As supporters expanded access to abortion throughout the country, their efforts sometimes caused a rebellion between some doctors and nurses. When Mexico City legalized abortion in 2007, many health care workers did not follow the procedure. In Oaxaca, which legalized abortion in 2019, a group of doctors fought to abolish the law, but failed.
The backlash extends to the state legislature. Two of the country’s most powerful political parties have added provisions to the constitutions of 19 states, emphasizing the government’s efforts to protect lives from the moment of conception.
The move did not add new penalties for abortion, but it was a powerful tool to signal that anyone who did not report an abortion in these states would “make a serious mistake,” feminists said. Activist Martha Lamas said. “It has affected the hearts of many.”
In another crucial ruling last week, the Supreme Court declared such provisions unconstitutional. One of the judges, Luis Maria Aguilar, vowed to protect the life of the fetal, “implicitly what they are doing to the human rights of others, in this case women. It’s about imposing restrictions. “
Garcia says she’s still afraid, despite the court’s actions. She lives in Guanajuato, home of the conservative PAN Party, where local politicians have emerged strongly against the decision to decriminalize abortion.

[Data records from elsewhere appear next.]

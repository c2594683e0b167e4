//! Domain Entities
//!
//! - `Client` - Aggregate root owning service descriptions
//! - `ServiceDescription` - Catalog entry pointing at one external source
//! - `Operation` - One callable service declared by a description

mod client;
mod operation;
mod service_description;

pub use client::Client;
pub use operation::{Operation, DEFAULT_SERVICE_TIMEOUT};
pub use service_description::{ServiceDescription, DEFAULT_DISABLED_NOTICE};
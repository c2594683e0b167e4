//! DescriptionReader port
//!
//! Fetches an external description and returns the operations it declares,
//! in declaration order.

/// One operation as declared by the external source.
#[derive(Debug, Clone, PartialEq, Eq)]
pub struct ParsedOperation {
    pub code: String,
    pub version: Option<String>,
    pub title: Option<String>,
    pub url: String,
}

#[derive(Debug, Clone, thiserror::Error, PartialEq, Eq)]
pub enum ReadError {
    #[error("description could not be parsed: {message}")]
    Parse { message: String },

    #[error("description could not be fetched: {message}")]
    Unreachable { message: String },
}

pub trait DescriptionReader: Send + Sync {
    fn read(&self, locator: &str) -> Result<Vec<ParsedOperation>, ReadError>;
}
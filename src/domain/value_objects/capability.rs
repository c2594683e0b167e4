//! Capabilities checked by the authorization gate.

use std::fmt;

use serde::{Deserialize, Serialize};

#[derive(Debug, Clone, Copy, PartialEq, Eq, Hash, PartialOrd, Ord, Serialize, Deserialize)]
#[serde(rename_all = "snake_case")]
pub enum Capability {
    ViewDescription,
    AddDescription,
    EditDescription,
    RefreshDescription,
    DeleteDescription,
    EnableDisableDescription,
}

impl Capability {
    pub const ALL: [Capability; 6] = [
        Capability::ViewDescription,
        Capability::AddDescription,
        Capability::EditDescription,
        Capability::RefreshDescription,
        Capability::DeleteDescription,
        Capability::EnableDisableDescription,
    ];

    pub fn as_str(self) -> &'static str {
        match self {
            Capability::ViewDescription => "view_description",
            Capability::AddDescription => "add_description",
            Capability::EditDescription => "edit_description",
            Capability::RefreshDescription => "refresh_description",
            Capability::DeleteDescription => "delete_description",
            Capability::EnableDisableDescription => "enable_disable_description",
        }
    }
}

impl fmt::Display for Capability {
    fn fmt(&self, f: &mut fmt::Formatter<'_>) -> fmt::Result {
        f.write_str(self.as_str())
    }
}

Soon, Garcia lives with her conservative relatives and is afraid they will kick her out.
Before she left the hospital, Garcia said she was told to take off her clothes for examination. A social worker then came into the room and requested her home address and other personal information so that the hospital could report her to the authorities.
She says she hasn’t been able to sleep all night since visiting the emergency room.
“It’s a daily anguish,” she said. “As soon as my dog begins to bark, I begin to tremble, I begin to think it’s them, it’s over, I’ll face accusations.”